Then, we evaluated the predictive accuracy of the nomogram within both the training and validation cohorts. Analysis of time-dependent ROC curves demonstrated the effective performance of the age-based nomogram in forecasting the 5-year (area under the curve (AUC): 0.640) and 10-year OS (AUC: 0.705) probabilities for patients with head and neck MALT lymphoma in the training cohort (Figure 4A). Notably, the age-based nomogram exhibited impressive discriminative capabilities in predicting the 15-year OS probability, achieving an AUC of 0.842 (Figure 4A). These results were consistently observed in the validation cohort (Figure 4D). Subsequently, time-dependent C-indices were computed to assess the nomogram’s discriminative capacity at different time points. In line with the time-dependent ROC curves, the age-based nomogram consistently demonstrated satisfactory discrimination in predicting the 5-year, 10-year, and 15-year OS probabilities, ranging from 0.626 to 0.711 (Figure 4B and Table 3). Moreover, we compared the discriminative ability of the age-based nomogram with that of age and Ann-Arbor stage. As anticipated, our findings revealed that the age-based nomogram outperformed age and Ann-Arbor stage in terms of predictive power (Figure 4B and Table 3). This superior discrimination ability of the age-based nomogram was similarly observed in the validation cohort (Figure 4E and Table 3). Additionally, calibration curves were constructed for different prediction time points to assess the alignment between the actual OS probability and the OS probability predicted by the age-based nomogram. The results demonstrated satisfactory consistency between actual and predicted OS probabilities at various time points in both the training (Figure 4C) and validation (Figure 4F) cohorts. In summary, our findings underscore the excellent predictive performance of the age-based nomogram in estimating the 5-year, 10-year, and 15-year OS probabilities for patients with head and neck MALT lymphoma.

Figure 4.

Evaluation of the prediction performance of the age-based nomogram for the 5-year, 10-year, and 15-year overall survival (OS) probability of patients with head and neck mucosa-associated lymphoid tissue (MALT) lymphoma. (A–C) Displayed time-dependent receiver operating characteristics (ROC) curves (A), time-dependent Concordant index (C-index) (B), and calibration curves (C), respectively, for the age-based nomogram in the training cohort. (D–F) Displayed time-dependent ROC curves (D), time-dependent C-index (E), and calibration curves (F), respectively, for the age-based nomogram in the training cohort. (G–I) Showcased decision curve analysis (DCA) of the age-based nomogram at different prediction time points in the training cohort.

Table 3.

Time-Dependent C-Index of the Nomogram in Predicting the 5-Year, 10-Year, and 15-Year OS of Head and Neck MALT Lymphoma.

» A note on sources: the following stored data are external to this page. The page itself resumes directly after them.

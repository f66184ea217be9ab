//! Candidate search for one footprint against already-occupied space.
//!
//! Occupied rects are stored already expanded by the spacing margin; a
//! candidate is expanded the same way and accepted when its penetration into
//! every occupied rect is within the tolerance.

use serde::{Deserialize, Serialize};

use super::geometry::{Rect, Room, snap};

/// How a position was found.
#[derive(Debug, Clone, Copy, PartialEq, Eq, Hash, Serialize, Deserialize)]
#[serde(rename_all = "snake_case")]
pub enum Tier {
    Grid,
    Spiral,
    Corner,
    Attached,
}

impl Tier {
    pub fn as_str(self) -> &'static str {
        match self {
            Tier::Grid => "grid",
            Tier::Spiral => "spiral",
            Tier::Corner => "corner",
            Tier::Attached => "attached",
        }
    }
}

#[derive(Debug, Clone, Copy)]
pub struct SearchParams {
    pub step: f64,
    pub margin: f64,
    pub tolerance: f64,
}

pub struct Search<'a> {
    pub room: Room,
    pub params: SearchParams,
    pub occupied: &'a [Rect],
}

impl Search<'_> {
    fn accepts(&self, cx: f64, cy: f64, width: f64, depth: f64) -> bool {
        let footprint = Rect::around(cx, cy, width, depth);
        if !self.room.bounds().contains(&footprint) {
            return false;
        }
        let expanded = footprint.expand(self.params.margin);
        self.occupied
            .iter()
            .all(|o| expanded.penetration(o) <= self.params.tolerance)
    }

    /// Raster scan of the zone rect: rows along y, columns along x.
    pub fn grid(&self, zone: &Rect, width: f64, depth: f64) -> Option<(f64, f64)> {
        let step = self.params.step;
        let cols = steps_across(zone.max_x - zone.min_x, step);
        let rows = steps_across(zone.max_y - zone.min_y, step);
        for row in 0..=rows {
            let y = snap(zone.min_y + row as f64 * step);
            for col in 0..=cols {
                let x = snap(zone.min_x + col as f64 * step);
                if self.accepts(x, y, width, depth) {
                    return Some((x, y));
                }
            }
        }
        None
    }

    /// Square rings around `center` on the grid step until the rings cover
    /// the whole room.
    pub fn spiral(&self, center: (f64, f64), width: f64, depth: f64) -> Option<(f64, f64)> {
        let step = self.params.step;
        let reach = self.room.width.max(self.room.depth) + step;
        let max_ring = steps_across(reach, step);
        for ring in 0..=max_ring {
            let r = ring as i64;
            for j in -r..=r {
                for i in -r..=r {
                    if i.abs().max(j.abs()) != r {
                        continue;
                    }
                    let x = snap(center.0 + i as f64 * step);
                    let y = snap(center.1 + j as f64 * step);
                    if self.accepts(x, y, width, depth) {
                        return Some((x, y));
                    }
                }
            }
        }
        None
    }
}

/// Room corners inset so the footprint touches both walls, in the order
/// (-x,-y), (+x,-y), (-x,+y), (+x,+y).
pub fn corners(room: &Room, width: f64, depth: f64) -> [(f64, f64); 4] {
    let (x, y) = room.clamp_center(room.width, room.depth, width, depth);
    [
        (snap(-x), snap(-y)),
        (snap(x), snap(-y)),
        (snap(-x), snap(y)),
        (snap(x), snap(y)),
    ]
}

/// Most open corner: least penetration into `occupied` (with the candidate
/// expanded by `margin`), then nearest to `from`, then corner order. Returns
/// the corner index and centre.
pub fn nearest_corner(
    room: &Room,
    width: f64,
    depth: f64,
    from: (f64, f64),
    occupied: &[Rect],
    margin: f64,
) -> (usize, (f64, f64)) {
    let candidates = corners(room, width, depth);
    let blocked = |c: &(f64, f64)| {
        let expanded = Rect::around(c.0, c.1, width, depth).expand(margin);
        occupied
            .iter()
            .map(|o| expanded.penetration(o).max(0.0))
            .fold(0.0, f64::max)
    };
    let dist = |c: &(f64, f64)| (c.0 - from.0).powi(2) + (c.1 - from.1).powi(2);
    candidates
        .iter()
        .enumerate()
        .min_by(|a, b| {
            blocked(a.1)
                .total_cmp(&blocked(b.1))
                .then_with(|| dist(a.1).total_cmp(&dist(b.1)))
        })
        .map(|(i, c)| (i, *c))
        .unwrap_or((0, candidates[0]))
}

fn steps_across(span: f64, step: f64) -> usize {
    if span <= 0.0 || step <= 0.0 {
        return 0;
    }
    (span / step + 1e-9).floor() as usize
}

#[cfg(test)]
mod tests {
    use super::*;

    fn room() -> Room {
        Room {
            width: 6.0,
            depth: 6.0,
            height: 3.0,
        }
    }

    fn params() -> SearchParams {
        SearchParams {
            step: 0.4,
            margin: 0.5,
            tolerance: 0.05,
        }
    }

    #[test]
    fn grid_returns_first_free_cell_in_raster_order() {
        let zone = Rect::new(-1.0, -1.0, 1.0, 1.0);
        let search = Search {
            room: room(),
            params: params(),
            occupied: &[],
        };
        assert_eq!(search.grid(&zone, 1.0, 1.0), Some((-1.0, -1.0)));

        let blocker = Rect::around(-1.0, -1.0, 1.0, 1.0).expand(0.5);
        let occupied = [blocker];
        let search = Search {
            occupied: &occupied,
            ..search
        };
        let (x, y) = search.grid(&zone, 1.0, 1.0).unwrap();
        assert_eq!(y, -1.0);
        assert!(x > 0.9, "moved along the row to x={x}");
    }

    #[test]
    fn spiral_escapes_a_full_zone() {
        let zone = Rect::new(-0.4, -0.4, 0.4, 0.4);
        let occupied = [Rect::around(0.0, 0.0, 1.2, 1.2).expand(0.5)];
        let search = Search {
            room: room(),
            params: params(),
            occupied: &occupied,
        };
        assert_eq!(search.grid(&zone, 0.5, 0.5), None);
        let (x, y) = search.spiral((0.0, 0.0), 0.5, 0.5).unwrap();
        let candidate = Rect::around(x, y, 0.5, 0.5).expand(0.5);
        assert!(candidate.penetration(&occupied[0]) <= 0.05);
        assert!(room().bounds().contains(&Rect::around(x, y, 0.5, 0.5)));
    }

    #[test]
    fn candidates_outside_room_are_rejected() {
        let search = Search {
            room: room(),
            params: params(),
            occupied: &[],
        };
        let zone = Rect::new(2.8, 2.8, 2.8, 2.8);
        assert_eq!(search.grid(&zone, 1.0, 1.0), None);
    }

    #[test]
    fn nearest_open_corner() {
        let r = room();
        let (i, c) = nearest_corner(&r, 1.0, 2.0, (2.0, 2.0), &[], 0.5);
        assert_eq!((i, c), (3, (2.5, 2.0)));

        let taken = [Rect::around(2.5, 2.0, 1.0, 2.0).expand(0.5)];
        let (i, _) = nearest_corner(&r, 1.0, 2.0, (2.0, 2.0), &taken, 0.5);
        assert_eq!(i, 1);
    }

    #[test]
    fn corner_overlapping_a_placed_footprint_loses_to_an_open_one() {
        let r = Room {
            width: 2.0,
            depth: 2.0,
            height: 3.0,
        };
        // Off-centre grid placement next to corner 0.
        let occupied = [Rect::around(-0.267, -0.267, 1.0, 1.0).expand(0.5)];
        let (i, (x, y)) = nearest_corner(&r, 1.0, 1.0, (-0.5, -0.5), &occupied, 0.5);
        assert_ne!(i, 0);
        let raw = Rect::around(x, y, 1.0, 1.0);
        assert!(raw.penetration(&Rect::around(-0.267, -0.267, 1.0, 1.0)) < 0.3);
    }
}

Training Cohort			Validation Cohort
Time	Variables	C-Index	Time	Variables	C-Index
5-year	Age	0.59	5-year	Age	0.61
	Ann arbor stage	0.53		Ann arbor stage	0.61
	Nomogram	0.63		Nomogram	0.64
10-year	Age	0.62	10-year	Age	0.67
	Ann arbor stage	0.55		Ann arbor stage	0.55
	Nomogram	0.66		Nomogram	0.69
15-year	Age	0.66	15-year	Age	0.63
	Ann arbor stage	0.56		Ann arbor stage	0.63
	Nomogram	0.71		Nomogram	0.65

Abbreviations: OS: overall survival; MALT: mucosa associated lymphoid tissue type.

Clinical Utility and Risk Stratification Ability of the Nomogram

Subsequently, we assessed the practical applicability of the age-based nomogram in forecasting diverse time intervals for OS probability among patients with head and neck MALT in our study, utilizing DCA. As depicted vividly in Figure 4G–I, the nomogram proved to be highly advantageous for patients within a specific risk threshold range in the training cohort, surpassing the predictive capability of individual factors within the nomogram. Notably, DCA results in the validation cohort indicated a substantial clinical net benefit of the age-based nomogram when forecasting 5-year and 10-year OS (Figure S1A–C).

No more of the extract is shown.